So while the Sabres were at the Pepsi Center or the arena until late afternoon, and then I presume a bunch went out to celebrate Pommer’s extention, Kim and I were at my house starting production of our 2008-09 homemade Sabres shirts.  (BTW, if anyone wants one, let me know.  I actually got complements on the Amerks ones I made last year buy a woman who worked in their merch store.  I’ll put pictures up.)


But then I was thinking, honestly, if you go out and get trashed the night before you’re supposed to report for your yearly physicals, I don’t think that would turn out too well.  I mean, seriously, who likes having a physical done anyways?  Drinking might make you a little bit more loose, but then you run the possibility of throwing up, or getting a migrane, both of which present as symptoms of a concussion.  So boys, let’s not end up like Timmy C and end up sitting out the entire season.  And if you do have a concussion, don’t be stupid and lie about it like Drew did.  Please?  Because as much as I hate to see my guys sidelined and in the press box, I’d rather have them there than in a pine box, which is where you’d probably end up if you got checked by, oh, let’s say Pat Kaleta.

This is what happens to you when you get concussions.
You make stupid decisions in regards to your appearance,
yet you still get an ample amount of ass.  Go figure.

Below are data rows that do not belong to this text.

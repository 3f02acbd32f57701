//! Provider-agnostic signing contracts.
//!
//! Every backend adapter translates its own wire protocol into these
//! types; nothing here is persisted as-is. Raw provider payloads are
//! carried through as opaque [`serde_json::Value`] blobs for audit and
//! never drive control flow.

use chrono::{DateTime, Utc};
use serde::{Deserialize, Serialize};
use serde_json::Value;
use thiserror::Error;

use crate::{ProviderKey, SignatureStatus};

#[derive(Debug, Error)]
pub enum ProviderError {
    #[error("{provider} request failed ({status}): {detail}")]
    RequestFailed {
        provider: ProviderKey,
        status: u16,
        detail: String,
    },
    #[error("{provider} transport error: {detail}")]
    Transport {
        provider: ProviderKey,
        detail: String,
    },
    #[error("{provider} returned a malformed response: {detail}")]
    MalformedResponse {
        provider: ProviderKey,
        detail: String,
    },
    /// The provider has not produced the finished signed container yet.
    /// Recoverable; callers retry on a later poll or webhook.
    #[error("{provider} signed artifact not ready: {detail}")]
    ArtifactNotReady {
        provider: ProviderKey,
        detail: String,
    },
}

#[derive(Debug, Error)]
pub enum ConfigError {
    #[error("unknown signing provider: {0}")]
    UnknownProvider(String),
    #[error("missing credential: {0}")]
    MissingCredential(&'static str),
}

/// One recipient slot in a signing session.
#[derive(Debug, Clone, Serialize, Deserialize)]
pub struct SigningRecipient {
    pub board_member_id: String,
    pub name: String,
    pub email: String,
    #[serde(default)]
    pub role: Option<String>,
}

/// Everything an adapter needs to create one external package covering
/// every signer of a meeting's protocol.
#[derive(Debug, Clone)]
pub struct CreateSessionInput {
    pub meeting_id: String,
    pub company_id: String,
    pub company_name: String,
    pub protocol_date_label: String,
    pub file_name: String,
    pub document: Vec<u8>,
    /// Stable hex sha256 of `document`, computed by the caller.
    pub document_sha256: String,
    pub recipients: Vec<SigningRecipient>,
    pub redirect_url: Option<String>,
    /// Callback URL registered with the provider at creation time.
    pub postback_url: Option<String>,
}

/// A provider-issued signing link for one recipient, when the backend
/// returns one at creation time.
#[derive(Debug, Clone, Serialize, Deserialize)]
pub struct SignerLink {
    pub board_member_id: String,
    pub email: String,
    pub signature_url: Option<String>,
}

#[derive(Debug, Clone)]
pub struct CreateSessionResult {
    /// Opaque external identifier; the single join key for the whole
    /// meeting thereafter.
    pub provider_session_id: String,
    pub signature_level: Option<String>,
    pub signer_links: Vec<SignerLink>,
    pub raw: Value,
}

/// One normalized per-signer status observation.
#[derive(Debug, Clone)]
pub struct SignerUpdate {
    pub board_member_id: Option<String>,
    pub email: Option<String>,
    pub provider_signer_id: Option<String>,
    pub status: SignatureStatus,
    pub signed_at: Option<DateTime<Utc>>,
    pub raw: Value,
}

/// Result of a side-effect-free status poll.
#[derive(Debug, Clone)]
pub struct SessionStatus {
    pub package_status: Option<SignatureStatus>,
    pub signer_updates: Vec<SignerUpdate>,
    pub raw: Value,
}

impl SessionStatus {
    pub fn is_completed(&self) -> bool {
        self.package_status == Some(SignatureStatus::Completed)
    }
}

/// Normalized inbound provider callback.
#[derive(Debug, Clone)]
pub struct WebhookEvent {
    pub provider_session_id: String,
    pub event_type: Option<String>,
    pub signer_updates: Vec<SignerUpdate>,
    pub package_status: Option<SignatureStatus>,
    pub completed: bool,
    pub raw: Value,
}

/// An evidence or audit blob produced at finalization time.
#[derive(Debug, Clone)]
pub struct SigningArtifact {
    pub filename: String,
    pub content_type: String,
    pub content: Vec<u8>,
}

/// A framework-free carrier for an inbound webhook delivery: header
/// names are matched case-insensitively, the body is the raw bytes as
/// received. The HTTP ingress layer stays outside this crate.
#[derive(Debug, Clone, Default)]
pub struct WebhookRequest {
    headers: Vec<(String, String)>,
    pub body: Vec<u8>,
}

impl WebhookRequest {
    pub fn new(headers: Vec<(String, String)>, body: Vec<u8>) -> Self {
        let headers = headers
            .into_iter()
            .map(|(name, value)| (name.to_lowercase(), value))
            .collect();
        Self { headers, body }
    }

    pub fn header(&self, name: &str) -> Option<&str> {
        let wanted = name.to_lowercase();
        self.headers
            .iter()
            .find(|(header, _)| *header == wanted)
            .map(|(_, value)| value.as_str())
    }

    pub fn json_body(&self) -> Option<Value> {
        serde_json::from_slice(&self.body).ok()
    }
}

/// The capability set every signing backend implements. Implemented
/// identically by every adapter; the registry selects one instance at
/// startup.
pub trait SigningProvider: Send + Sync {
    fn key(&self) -> ProviderKey;

    /// Creates one external package with one signer slot per recipient.
    /// Must not leave partial local state behind on failure; callers
    /// persist session identifiers only after success.
    fn create_signing_session(
        &self,
        input: &CreateSessionInput,
    ) -> Result<CreateSessionResult, ProviderError>;

    /// Idempotent, side-effect-free poll of the session's current state.
    fn signing_session_status(
        &self,
        provider_session_id: &str,
    ) -> Result<SessionStatus, ProviderError>;

    /// Fetches the final signed document. `ArtifactNotReady` signals
    /// "not yet", never "never".
    fn download_signed_document(
        &self,
        provider_session_id: &str,
    ) -> Result<Vec<u8>, ProviderError>;

    /// Fetches evidence artifacts; at minimum an audit record of the
    /// session status at fetch time.
    fn download_evidence(
        &self,
        provider_session_id: &str,
    ) -> Result<Vec<SigningArtifact>, ProviderError>;

    /// Validates and normalizes an inbound callback. Returns `None`
    /// when authentication fails or the payload cannot be mapped, so
    /// the ingress layer can acknowledge and move on.
    fn parse_webhook(&self, request: &WebhookRequest) -> Option<WebhookEvent>;
}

In other news, I think we’ve got a few too many players…  I’m kind of hoping that youngins like Clarke MacArthur (who I affectionately call Sparky), Pat Kaleta, Mark Mancari, and Andrej Sekera give a good push for the team, but so many roster spots are filled by my loves, it makes it so difficult for me to comprehend that my boys like Nathan Paetsch and Tim Connolly are sort of on the bubble this year.  Well, I suppose we’ll see in a couple weeks whether or not my loves will be in Buffalo or Portland.